Needed from the data below: every line from the one with "model.clear();" up to and including the one with "pub type AuthResult<T>", repeated exactly and with nothing else.

[Material shown Boundary: Start]

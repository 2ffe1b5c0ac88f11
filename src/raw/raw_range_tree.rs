use super::arena::Arena;
use super::handle::Handle;
use super::node::{Color, Node};
use crate::error::{Error, Result};
use crate::range::Range;

/// Hard ceiling on the node capacity: half the ID domain plus one.
///
/// Worst case, alternating IDs occupy every other slot; once the tree holds
/// that many runs, any further ID is adjacent to an existing run and merges
/// instead of claiming a cell.
pub(crate) const MAX_CAPACITY: usize = (1 << 31) + 1;

/// `value_2` follows `value_1` immediately, without wrapping past `u32::MAX`.
const fn consecutive(value_1: u32, value_2: u32) -> bool {
    value_1 != u32::MAX && value_1 + 1 == value_2
}

/// Red-black tree of coalesced custody ID runs, backed by a fixed arena.
///
/// Between public calls the tree upholds: root black, no red node with a red
/// child, equal black depth on every path, in-order runs pairwise disjoint
/// and non-adjacent, and arena occupancy equal to the node count.
#[derive(Clone)]
pub(crate) struct RawRangeTree {
    nodes: Arena<Node>,
    root: Option<Handle>,
}
use alloc::collections::TryReserveError;
use alloc::vec::Vec;

use super::handle::Handle;

/// Fixed-capacity backing store of node cells.
///
/// Every slot the arena will ever own is reserved at construction; after
/// that, allocation and release are free-list pushes and pops with no heap
/// traffic. `try_alloc` returning `None` is the "tree full" signal.
pub(crate) struct Arena<T> {
    slots: Vec<Option<T>>,
    free: Vec<Handle>,
    capacity: usize,
}

impl<T> Arena<T> {
    /// Reserves storage for exactly `capacity` cells up front.
    ///
    /// Both the slot vector and the free stack are reserved in full so no
    /// later operation reallocates. Reservation failure is reported rather
    /// than aborting.
    pub(crate) fn try_with_capacity(capacity: usize) -> Result<Self, TryReserveError> {
        let mut slots = Vec::new();
        slots.try_reserve_exact(capacity)?;
        let mut free = Vec::new();
        free.try_reserve_exact(capacity)?;
        Ok(Self { slots, free, capacity })
    }

    pub(crate) const fn capacity(&self) -> usize {
        self.capacity
    }

    /// Number of live cells.
    pub(crate) fn len(&self) -> usize {
        self.slots.len() - self.free.len()
    }

    pub(crate) fn is_empty(&self) -> bool {
        self.len() == 0
    }

    pub(crate) fn is_full(&self) -> bool {
        self.len() == self.capacity
    }

    /// Claims a cell for `element`, or returns `None` when all `capacity`
    /// cells are live.
    pub(crate) fn try_alloc(&mut self, element: T) -> Option<Handle> {
        if let Some(h) = self.free.pop() {
            // Reuse a previously released slot.
            self.slots[h.to_index()] = Some(element);
            Some(h)
        } else if self.slots.len() < self.capacity {
            // Claim a never-used slot from the reservation.
            self.slots.push(Some(element));
            Some(Handle::from_index(self.slots.len() - 1))
        } else {
            None
        }
    }

    #[inline]
    pub(crate) fn get(&self, handle: Handle) -> &T {
        self.slots[handle.to_index()].as_ref().expect("`Arena::get()` - `handle` is not live!")
    }

    #[inline]
    pub(crate) fn get_mut(&mut self, handle: Handle) -> &mut T {
        self.slots[handle.to_index()].as_mut().expect("`Arena::get_mut()` - `handle` is not live!")
    }

    /// Releases a cell back to the free list and returns its element.
    pub(crate) fn take(&mut self, handle: Handle) -> T {
        let element = self.slots[handle.to_index()].take().expect("`Arena::take()` - `handle` is not live!");
        self.free.push(handle);
        element
    }

    pub(crate) fn free(&mut self, handle: Handle) {
        drop(self.take(handle));
    }

    /// Releases every cell at once. The reservation is kept.
    pub(crate) fn clear(&mut self) {
        self.slots.clear();
        self.free.clear();
    }
}

impl<T: Clone> Clone for Arena<T> {
    fn clone(&self) -> Self {
        // A derived clone would shrink both vectors to their lengths and lose
        // the up-front reservation.
        let mut slots = Vec::with_capacity(self.capacity);
        slots.extend(self.slots.iter().cloned());
        let mut free = Vec::with_capacity(self.capacity);
        free.extend_from_slice(&self.free);
        Self { slots, free, capacity: self.capacity }
    }
}

#[cfg(test)]
mod tests {
    use super::*;
    use proptest::prelude::*;

    #[test]
    fn capacity_is_exact() {
        let arena: Arena<u32> = Arena::try_with_capacity(10).unwrap();
        assert_eq!(arena.capacity(), 10);
        assert_eq!(arena.len(), 0);
        assert!(arena.is_empty());
    }

    #[test]
    fn alloc_fails_only_when_full() {
        let mut arena: Arena<u32> = Arena::try_with_capacity(2).unwrap();
        let a = arena.try_alloc(1).unwrap();
        let _b = arena.try_alloc(2).unwrap();
        assert!(arena.is_full());
        assert!(arena.try_alloc(3).is_none());

        arena.free(a);
        assert!(!arena.is_full());
        assert!(arena.try_alloc(4).is_some());
        assert!(arena.try_alloc(5).is_none());
    }

    #[test]
    fn clear_releases_every_slot() {
        let mut arena: Arena<u32> = Arena::try_with_capacity(3).unwrap();
        for i in 0..3 {
            arena.try_alloc(i).unwrap();
        }
        arena.clear();
        assert!(arena.is_empty());
        assert_eq!(arena.capacity(), 3);
        for i in 0..3 {
            assert!(arena.try_alloc(i).is_some());
        }
    }

    #[test]
    fn clone_keeps_the_reservation() {
        let mut arena: Arena<u32> = Arena::try_with_capacity(4).unwrap();
        let h = arena.try_alloc(9).unwrap();
        arena.free(h);
        arena.try_alloc(11).unwrap();

        let mut cloned = arena.clone();
        assert_eq!(cloned.capacity(), 4);
        assert_eq!(cloned.len(), 1);
        for i in 0..3 {
            assert!(cloned.try_alloc(i).is_some());
        }
        assert!(cloned.try_alloc(99).is_none());
    }

    #[derive(Clone, Debug)]
    enum Op {
        Alloc(u32),
        Get(usize),
        Take(usize),
        Clear,
    }

    fn op_strategy() -> impl Strategy<Value = Op> {
        prop_oneof![
            8 => any::<u32>().prop_map(Op::Alloc),
            4 => any::<usize>().prop_map(Op::Get),
            4 => any::<usize>().prop_map(Op::Take),
            1 => Just(Op::Clear),
        ]
    }

    proptest! {
        /// Replays random alloc/get/take/clear sequences against a vector
        /// model and checks the capacity ceiling is honored exactly.
        #[test]
        fn behaves_like_bounded_store(ops in prop::collection::vec(op_strategy(), 0..256)) {
            const CAP: usize = 16;
            let mut model: Vec<(Handle, u32)> = Vec::new();
            let mut arena: Arena<u32> = Arena::try_with_capacity(CAP).unwrap();

            for op in ops {
                match op {
                    Op::Alloc(value) => {
                        let handle = arena.try_alloc(value);
                        if model.len() == CAP {
                            prop_assert!(handle.is_none());
                        } else {
                            model.push((handle.unwrap(), value));
                        }
                    }
                    Op::Get(which) => {
                        if let Some(&(handle, value)) = model.get(which.checked_rem(model.len()).unwrap_or(0)) {
                            prop_assert_eq!(*arena.get(handle), value);
                        }
                    }
                    Op::Take(which) => {
                        if model.is_empty() {
                            continue;
                        }
                        let (handle, value) = model.swap_remove(which % model.len());
                        prop_assert_eq!(arena.take(handle), value);
                    }
                    Op::Clear => {
                        arena.clear();
                        model.clear();
                    }
                }

                prop_assert_eq!(arena.len(), model.len());
                prop_assert_eq!(arena.is_full(), model.len() == CAP);
            }
        }
    }
}
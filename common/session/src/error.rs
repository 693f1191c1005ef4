use axum::http::StatusCode;
use axum::response::{IntoResponse, Response};
use axum::Json;
use serde::Serialize;
use thiserror::Error;

pub type AuthResult<T> = Result<T, AuthError>;

/// Failure taxonomy for session verification.
///
/// Every rejection a caller can observe maps onto one of these variants;
/// nothing falls through to anonymous access.
#[derive(Debug, Error)]
pub enum AuthError {
    #[error("no session credentials presented")]
    MissingCredentials,
    #[error("credential rejected: {0}")]
    Invalid(String),
    #[error("session expired and no usable refresh token")]
    Expired,
    #[error("identity authority unavailable: {0}")]
    Unavailable(String),
    #[error("configuration error: {0}")]
    Misconfigured(String),
    #[error("invalid claim '{0}' with value '{1}'")]
    InvalidClaim(&'static str, String),
    #[error("malformed claim payload: {0}")]
    InvalidJson(String),
}

impl AuthError {
    /// Stable machine-readable code for response bodies and logs.
    pub fn code(&self) -> &'static str {
        match self {
            AuthError::MissingCredentials => "AUTH_REQUIRED",
            AuthError::Invalid(_) => "AUTH_INVALID",
            AuthError::Expired => "AUTH_EXPIRED",
            AuthError::Unavailable(_) => "AUTH_UPSTREAM",
            AuthError::Misconfigured(_) => "AUTH_CONFIG",
            AuthError::InvalidClaim(_, _) | AuthError::InvalidJson(_) => "AUTH_CLAIMS",
        }
    }

    pub fn status(&self) -> StatusCode {
        match self {
            AuthError::MissingCredentials
            | AuthError::Invalid(_)
            | AuthError::Expired
            | AuthError::Unavailable(_)
            | AuthError::InvalidClaim(_, _)
            | AuthError::InvalidJson(_) => StatusCode::UNAUTHORIZED,
            AuthError::Misconfigured(_) => StatusCode::INTERNAL_SERVER_ERROR,
        }
    }
}

#[derive(Debug, Serialize)]
struct ErrorBody {
    code: &'static str,
    message: String,
}

impl IntoResponse for AuthError {
    fn into_response(self) -> Response {
        let body = ErrorBody {
            code: self.code(),
            message: self.to_string(),
        };
        (self.status(), Json(body)).into_response()
    }
}

#[cfg(test)]
mod tests {
    use super::*;

    #[test]
    fn verification_failures_are_unauthorized() {
        for err in [
            AuthError::MissingCredentials,
            AuthError::Invalid("bad signature".into()),
            AuthError::Expired,
            AuthError::Unavailable("timed out".into()),
        ] {
            assert_eq!(err.status(), StatusCode::UNAUTHORIZED, "{err}");
        }
    }

    #[test]
    fn misconfiguration_is_a_server_error() {
        let err = AuthError::Misconfigured("IDENTITY_PROJECT_ID missing".into());
        assert_eq!(err.status(), StatusCode::INTERNAL_SERVER_ERROR);
        assert_eq!(err.code(), "AUTH_CONFIG");
    }
}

[Material shown Boundary: End]

Response to the exercise –
                        model.clear();
                    }
                }

                prop_assert_eq!(arena.len(), model.len());
                prop_assert_eq!(arena.is_full(), model.len() == CAP);
            }
        }
    }
}
filename common/session/src/error.rs
repository 693f1191c1005ef4
use axum::http::StatusCode;
use axum::response::{IntoResponse, Response};
use axum::Json;
use serde::Serialize;
use thiserror::Error;

pub type AuthResult<T> = Result<T, AuthError>;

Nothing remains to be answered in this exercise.